Der Anspruch auf Übernahme der tatsächlich geschuldeten Heizkosten ergibt sich ebenfalls aus § 22 Absatz 1 Satz 1 SGB II. Zum einen ist eine Beschränkung auf die bisher geschuldeten Heizkosten angesichts der obigen Ausführungen nicht möglich. Dahinstehen kann an dieser Stelle, dass die Antragsgegnerin schon gar nicht die auf dem Heizungsmarkt unzweifelhaft bekannte Dynamik außer Acht lassen konnte, was sie mit der Bewilligung eines statischen Heizkostenabschlags getan hat. Lediglich zur Kenntnis genommen wird darüber hinaus, dass die Antragsgegnerin zuletzt auch nicht die von ihr selbst angenommenen 90 €, sondern bei zusammenrechnen der einzelnen bewilligten Leistungen tatsächlich nur noch 80 € Heizkostenabschläge bewilligt hat. Nicht weiter von Bedeutung ist letztlich auch, dass die tatsächlichen Heizkosten für die zuvor bewohnte Doppelhaushälfte nach derzeitiger Aktenlage gar nicht bekannt sind, da es eine Abrechnung nie gegeben hat und der Abschlag in Höhe von 90 € lediglich „geschätzt“ worden ist. Insofern war auch nach der Logik der Beklagten keine Bezugsgröße vorhanden, auf die hätte abgesenkt werden können.
Entscheidend ist letztlich, dass sich nach den in der Akte befindlichen Berechnungen der Antragsgegnerin die Heizkosten der Antragsteller nach den bisherigen Abrechnungen innerhalb der Angemessenheitsgrenzen, die die Antragsgegnerin aus dem bundesweiten Heizkostenspiegel hergeleitet hat, bewegen. Insofern erübrigen sich weitere Ausführungen.

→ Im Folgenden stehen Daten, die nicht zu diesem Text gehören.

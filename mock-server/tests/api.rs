use axum::http::{self, Request, StatusCode};
use http_body_util::BodyExt;
use mock_server::{app, User};
use tower::ServiceExt;

async fn body_json<T: serde::de::DeserializeOwned>(response: axum::response::Response) -> T {
    let bytes = response.into_body().collect().await.unwrap().to_bytes();
    serde_json::from_slice(&bytes).unwrap()
}

async fn body_bytes(response: axum::response::Response) -> bytes::Bytes {
    response.into_body().collect().await.unwrap().to_bytes()
}

fn json_request(method: &str, uri: &str, body: &str) -> Request<String> {
    Request::builder()
        .method(method)
        .uri(uri)
        .header(http::header::CONTENT_TYPE, "application/json")
        .body(body.to_string())
        .unwrap()
}

fn get_request(uri: &str) -> Request<String> {
    Request::builder().uri(uri).body(String::new()).unwrap()
}

// --- health ---

#[tokio::test]
async fn health_reports_up() {
    let resp = app().oneshot(get_request("/api/health")).await.unwrap();

    assert_eq!(resp.status(), StatusCode::OK);
    let body: serde_json::Value = body_json(resp).await;
    assert_eq!(body["status"], "UP");
}

// --- list ---

#[tokio::test]
async fn list_users_empty() {
    let resp = app().oneshot(get_request("/api/users")).await.unwrap();

    assert_eq!(resp.status(), StatusCode::OK);
    let users: Vec<User> = body_json(resp).await;
    assert!(users.is_empty());
}

// --- create ---

#[tokio::test]
async fn create_user_returns_201_with_assigned_fields() {
    let resp = app()
        .oneshot(json_request("POST", "/api/users", r#"{"name":"Ann","email":"a@b.com"}"#))
        .await
        .unwrap();

    assert_eq!(resp.status(), StatusCode::CREATED);
    let user: User = body_json(resp).await;
    assert_eq!(user.name, "Ann");
    assert_eq!(user.email, "a@b.com");
    assert!(!user.id.is_nil());
    assert!(user.created_at.is_some(), "server assigns createdAt");
}

#[tokio::test]
async fn create_user_blank_name_returns_400() {
    let resp = app()
        .oneshot(json_request("POST", "/api/users", r#"{"name":"  ","email":"a@b.com"}"#))
        .await
        .unwrap();

    assert_eq!(resp.status(), StatusCode::BAD_REQUEST);
    let body: serde_json::Value = body_json(resp).await;
    assert_eq!(body["name"], "Name is required");
}

#[tokio::test]
async fn create_user_malformed_email_returns_400() {
    let resp = app()
        .oneshot(json_request("POST", "/api/users", r#"{"name":"Ann","email":"nope"}"#))
        .await
        .unwrap();

    assert_eq!(resp.status(), StatusCode::BAD_REQUEST);
    let body: serde_json::Value = body_json(resp).await;
    assert_eq!(body["email"], "Email should be valid");
}

#[tokio::test]
async fn create_user_malformed_json_returns_422() {
    let resp = app()
        .oneshot(json_request("POST", "/api/users", r#"{"name":"Ann"}"#))
        .await
        .unwrap();

    assert_eq!(resp.status(), StatusCode::UNPROCESSABLE_ENTITY);
}

// --- get ---

#[tokio::test]
async fn get_user_not_found() {
    let resp = app()
        .oneshot(get_request("/api/users/00000000-0000-0000-0000-000000000000"))
        .await
        .unwrap();

    assert_eq!(resp.status(), StatusCode::NOT_FOUND);
}

#[tokio::test]
async fn get_user_bad_uuid_returns_400() {
    let resp = app().oneshot(get_request("/api/users/not-a-uuid")).await.unwrap();

    assert_eq!(resp.status(), StatusCode::BAD_REQUEST);
}

// --- update ---

#[tokio::test]
async fn update_user_not_found() {
    let resp = app()
        .oneshot(json_request(
            "PUT",
            "/api/users/00000000-0000-0000-0000-000000000000",
            r#"{"name":"Nope","email":"n@o.pe"}"#,
        ))
        .await
        .unwrap();

    assert_eq!(resp.status(), StatusCode::NOT_FOUND);
}

// --- delete ---

#[tokio::test]
async fn delete_user_not_found() {
    let resp = app()
        .oneshot(
            Request::builder()
                .method("DELETE")
                .uri("/api/users/00000000-0000-0000-0000-000000000000")
                .body(String::new())
                .unwrap(),
        )
        .await
        .unwrap();

    assert_eq!(resp.status(), StatusCode::NOT_FOUND);
}

// --- full CRUD lifecycle ---

#[tokio::test]
async fn crud_lifecycle() {
    use tower::Service;

    let mut app = app().into_service();

    // create
    let resp = ServiceExt::ready(&mut app)
        .await
        .unwrap()
        .call(json_request("POST", "/api/users", r#"{"name":"Ann","email":"a@b.com"}"#))
        .await
        .unwrap();
    assert_eq!(resp.status(), StatusCode::CREATED);
    let created: User = body_json(resp).await;
    let id = created.id;

    // list — should contain the one user
    let resp = ServiceExt::ready(&mut app)
        .await
        .unwrap()
        .call(get_request("/api/users"))
        .await
        .unwrap();
    assert_eq!(resp.status(), StatusCode::OK);
    let users: Vec<User> = body_json(resp).await;
    assert_eq!(users.len(), 1);
    assert_eq!(users[0].id, id);

    // get
    let resp = ServiceExt::ready(&mut app)
        .await
        .unwrap()
        .call(get_request(&format!("/api/users/{id}")))
        .await
        .unwrap();
    assert_eq!(resp.status(), StatusCode::OK);
    let fetched: User = body_json(resp).await;
    assert_eq!(fetched.name, "Ann");

    // update replaces both editable fields, keeps id and createdAt
    let resp = ServiceExt::ready(&mut app)
        .await
        .unwrap()
        .call(json_request(
            "PUT",
            &format!("/api/users/{id}"),
            r#"{"name":"Ann Updated","email":"ann@new.org"}"#,
        ))
        .await
        .unwrap();
    assert_eq!(resp.status(), StatusCode::OK);
    let updated: User = body_json(resp).await;
    assert_eq!(updated.id, id);
    assert_eq!(updated.name, "Ann Updated");
    assert_eq!(updated.email, "ann@new.org");
    assert_eq!(updated.created_at, created.created_at);

    // delete
    let resp = ServiceExt::ready(&mut app)
        .await
        .unwrap()
        .call(
            Request::builder()
                .method("DELETE")
                .uri(&format!("/api/users/{id}"))
                .body(String::new())
                .unwrap(),
        )
        .await
        .unwrap();
    assert_eq!(resp.status(), StatusCode::NO_CONTENT);
    let body = body_bytes(resp).await;
    assert!(body.is_empty());

    // delete again — already gone
    let resp = ServiceExt::ready(&mut app)
        .await
        .unwrap()
        .call(
            Request::builder()
                .method("DELETE")
                .uri(&format!("/api/users/{id}"))
                .body(String::new())
                .unwrap(),
        )
        .await
        .unwrap();
    assert_eq!(resp.status(), StatusCode::NOT_FOUND);

    // list after delete — empty
    let resp = ServiceExt::ready(&mut app)
        .await
        .unwrap()
        .call(get_request("/api/users"))
        .await
        .unwrap();
    let users: Vec<User> = body_json(resp).await;
    assert!(users.is_empty());
}
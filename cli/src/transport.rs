//! ureq-backed transport for the client core.

use async_trait::async_trait;
use users_core::{HttpMethod, HttpRequest, HttpResponse, Transport, TransportError};

pub struct UreqTransport {
    agent: ureq::Agent,
}

impl UreqTransport {
    pub fn new() -> Self {
        // Non-2xx statuses must come back as data, not errors; the core
        // client owns status interpretation.
        let agent = ureq::Agent::config_builder()
            .http_status_as_error(false)
            .build()
            .new_agent();
        Self { agent }
    }
}

impl Default for UreqTransport {
    fn default() -> Self {
        Self::new()
    }
}

#[async_trait]
impl Transport for UreqTransport {
    async fn execute(&self, req: HttpRequest) -> Result<HttpResponse, TransportError> {
        let result = match (req.method, req.body) {
            (HttpMethod::Get, _) => self.agent.get(&req.path).call(),
            (HttpMethod::Delete, _) => self.agent.delete(&req.path).call(),
            (HttpMethod::Post, Some(body)) => self
                .agent
                .post(&req.path)
                .content_type("application/json")
                .send(body.as_bytes()),
            (HttpMethod::Post, None) => self.agent.post(&req.path).send_empty(),
            (HttpMethod::Put, Some(body)) => self
                .agent
                .put(&req.path)
                .content_type("application/json")
                .send(body.as_bytes()),
            (HttpMethod::Put, None) => self.agent.put(&req.path).send_empty(),
        };
        let mut response = result.map_err(|e| TransportError(e.to_string()))?;
        let status = response.status().as_u16();
        let body = response.body_mut().read_to_string().unwrap_or_default();
        Ok(HttpResponse {
            status,
            headers: Vec::new(),
            body,
        })
    }
}
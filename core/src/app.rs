//! Root coordinator: owns the in-memory collection and orchestrates the
//! remote operations.
//!
//! # Design
//! `App` is the single owner of the canonical `Vec<User>`, the
//! loading/error flags, the form and the editing mode. It is generic over
//! a [`Transport`], so the same orchestration runs against a live HTTP
//! agent or a scripted test double. The collection is mutated only after
//! a completed round-trip: replaced wholesale on fetch, patched by id
//! after each successful mutation.
//!
//! Every remote failure collapses to one generic user-facing message per
//! action; the underlying [`ApiError`] detail is logged, never shown.

use uuid::Uuid;

use crate::client::UserClient;
use crate::error::ApiError;
use crate::form::UserForm;
use crate::http::Transport;
use crate::list::ConfirmDelete;
use crate::types::{User, UserDraft};

const FETCH_FAILED: &str = "Failed to fetch users. Make sure the backend is running.";
const CREATE_FAILED: &str = "Failed to create user";
const UPDATE_FAILED: &str = "Failed to update user";
const DELETE_FAILED: &str = "Failed to delete user";

/// What the form is currently for: creating a new record, or editing an
/// existing one. Owned solely by the coordinator; the form itself only
/// ever sees the target's field values via `reset_for`.
#[derive(Debug, Clone, PartialEq, Eq)]
pub enum FormMode {
    Creating,
    Editing(User),
}

/// The root coordinator.
pub struct App<T: Transport> {
    client: UserClient,
    transport: T,
    users: Vec<User>,
    loading: bool,
    error: Option<String>,
    mode: FormMode,
    form: UserForm,
}

impl<T: Transport> App<T> {
    pub fn new(client: UserClient, transport: T) -> Self {
        Self {
            client,
            transport,
            users: Vec::new(),
            loading: false,
            error: None,
            mode: FormMode::Creating,
            form: UserForm::new(),
        }
    }

    /// Startup sequence: fetch the collection, then probe the backend's
    /// health. The probe is best-effort and log-only; its failure never
    /// surfaces to the user and never blocks anything.
    pub async fn start(&mut self) {
        self.refresh().await;
        self.check_health().await;
    }

    /// Replace the collection with the server's. On failure the previous
    /// collection (possibly empty, on first load) stays displayed.
    pub async fn refresh(&mut self) {
        self.loading = true;
        self.error = None;
        match self.list().await {
            Ok(users) => self.users = users,
            Err(err) => {
                tracing::error!(error = %err, "failed to fetch users");
                self.error = Some(FETCH_FAILED.to_string());
            }
        }
        self.loading = false;
    }

    /// Best-effort liveness probe of the backend.
    pub async fn check_health(&self) {
        let result: Result<String, ApiError> = async {
            let response = self.transport.execute(self.client.build_health_check()).await?;
            self.client.parse_health_check(response)
        }
        .await;
        match result {
            Ok(body) => tracing::debug!(%body, "backend health"),
            Err(err) => tracing::warn!(error = %err, "health check failed"),
        }
    }

    /// Validate and submit the form: create in `Creating` mode, update
    /// in `Editing` mode. Returns `true` on success so frontends know
    /// the draft was consumed. A draft that fails validation never
    /// reaches the network; a submit already in flight is rejected.
    pub async fn submit_form(&mut self) -> bool {
        if !self.form.validate() {
            return false;
        }
        if !self.form.begin_submit() {
            return false;
        }
        let draft = self.form.draft().clone();
        let target = match &self.mode {
            FormMode::Creating => None,
            FormMode::Editing(user) => Some(user.id),
        };
        let ok = match target {
            None => self.submit_create(draft).await,
            Some(id) => self.submit_update(id, draft).await,
        };
        self.form.finish_submit();
        ok
    }

    async fn submit_create(&mut self, draft: UserDraft) -> bool {
        match self.create(&draft).await {
            Ok(user) => {
                self.users.push(user);
                self.form.reset_for(None);
                true
            }
            Err(err) => {
                tracing::error!(error = %err, "failed to create user");
                self.error = Some(CREATE_FAILED.to_string());
                false
            }
        }
    }

    async fn submit_update(&mut self, id: Uuid, draft: UserDraft) -> bool {
        match self.update(id, &draft).await {
            Ok(updated) => {
                if let Some(slot) = self.users.iter_mut().find(|u| u.id == id) {
                    *slot = updated;
                }
                self.mode = FormMode::Creating;
                self.form.reset_for(None);
                true
            }
            Err(err) => {
                // The form stays open on the same target for a retry.
                tracing::error!(error = %err, %id, "failed to update user");
                self.error = Some(UPDATE_FAILED.to_string());
                false
            }
        }
    }

    /// Delete a record after explicit confirmation. Declining does
    /// nothing at all. A failed delete (including a 404 for an id that
    /// was already removed) leaves the collection unchanged.
    pub async fn delete_user(&mut self, id: Uuid, confirm: &dyn ConfirmDelete) {
        let Some(user) = self.users.iter().find(|u| u.id == id).cloned() else {
            return;
        };
        if !confirm.confirm(&user) {
            return;
        }
        match self.delete(id).await {
            Ok(()) => self.users.retain(|u| u.id != id),
            Err(err) => {
                tracing::error!(error = %err, %id, "failed to delete user");
                self.error = Some(DELETE_FAILED.to_string());
            }
        }
    }

    /// Switch the form to edit mode for the given record. Unknown ids
    /// are ignored. Any unsaved edits to a previous target are discarded.
    pub fn edit_user(&mut self, id: Uuid) {
        let Some(user) = self.users.iter().find(|u| u.id == id).cloned() else {
            return;
        };
        self.form.reset_for(Some(&user));
        self.mode = FormMode::Editing(user);
    }

    /// Leave edit mode and reset the form to an empty create draft.
    pub fn cancel_edit(&mut self) {
        self.mode = FormMode::Creating;
        self.form.reset_for(None);
    }

    /// Clear the current error message without retrying anything.
    pub fn dismiss_error(&mut self) {
        self.error = None;
    }

    pub fn users(&self) -> &[User] {
        &self.users
    }

    pub fn is_loading(&self) -> bool {
        self.loading
    }

    pub fn error(&self) -> Option<&str> {
        self.error.as_deref()
    }

    pub fn mode(&self) -> &FormMode {
        &self.mode
    }

    pub fn form(&self) -> &UserForm {
        &self.form
    }

    pub fn form_mut(&mut self) -> &mut UserForm {
        &mut self.form
    }

    async fn list(&self) -> Result<Vec<User>, ApiError> {
        let response = self.transport.execute(self.client.build_list_users()).await?;
        self.client.parse_list_users(response)
    }

    async fn create(&self, draft: &UserDraft) -> Result<User, ApiError> {
        let request = self.client.build_create_user(draft)?;
        let response = self.transport.execute(request).await?;
        self.client.parse_create_user(response)
    }

    async fn update(&self, id: Uuid, draft: &UserDraft) -> Result<User, ApiError> {
        let request = self.client.build_update_user(id, draft)?;
        let response = self.transport.execute(request).await?;
        self.client.parse_update_user(response)
    }

    async fn delete(&self, id: Uuid) -> Result<(), ApiError> {
        let response = self.transport.execute(self.client.build_delete_user(id)).await?;
        self.client.parse_delete_user(response)
    }
}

Ergänzend wird darauf hingewiesen, dass den zukünftig zu erlassenen Bewilligungsbescheid eindeutig und nachvollziehbar zu entnehmen sein muss, welche tatsächlichen Kosten der Unterkunft und Heizung anerkannt werden. Ein erst erforderliches Nachrechnen der bewilligten Summen aus den aufgeführten siebenfachen Positionen mit teilweisen Abzügen aufgrund von Minderungen stellt einen Begründungsmangel i. S. v. § 35 Abs. 1 Zehntes Buch Sozialgesetzbuch (SGB X) dar.
Die Eilbedürftigkeit ergibt sich schon daraus, dass aktuell eine Sperrandrohung durch die Stadtwerke versandt wurde. Daher droht die Sperrung von Strom, Heizung und Wasser, was die Unbewohnbarkeit des Einfamilienhauses zur Folge hätte. Angesichts des bevorstehenden Winters ist zudem sicherzustellen, dass zukünftig die angemessenen Kosten der Unterkunft und Heizung gezahlt werden. Angesichts der Einheitlichkeit des Streitgegenstandes (vgl. Piepenstock in: Schlegel/Voelzke, jurisPK-SGB II, 5. Aufl., § 22 (Stand: 06.02.2023), Rz. 26) war insgesamt über Kosten der Unterkunft und Heizung zu entscheiden.
Die Entscheidung zu den Kosten ergibt sich aus einer entsprechenden Anwendung von § 193 SGG.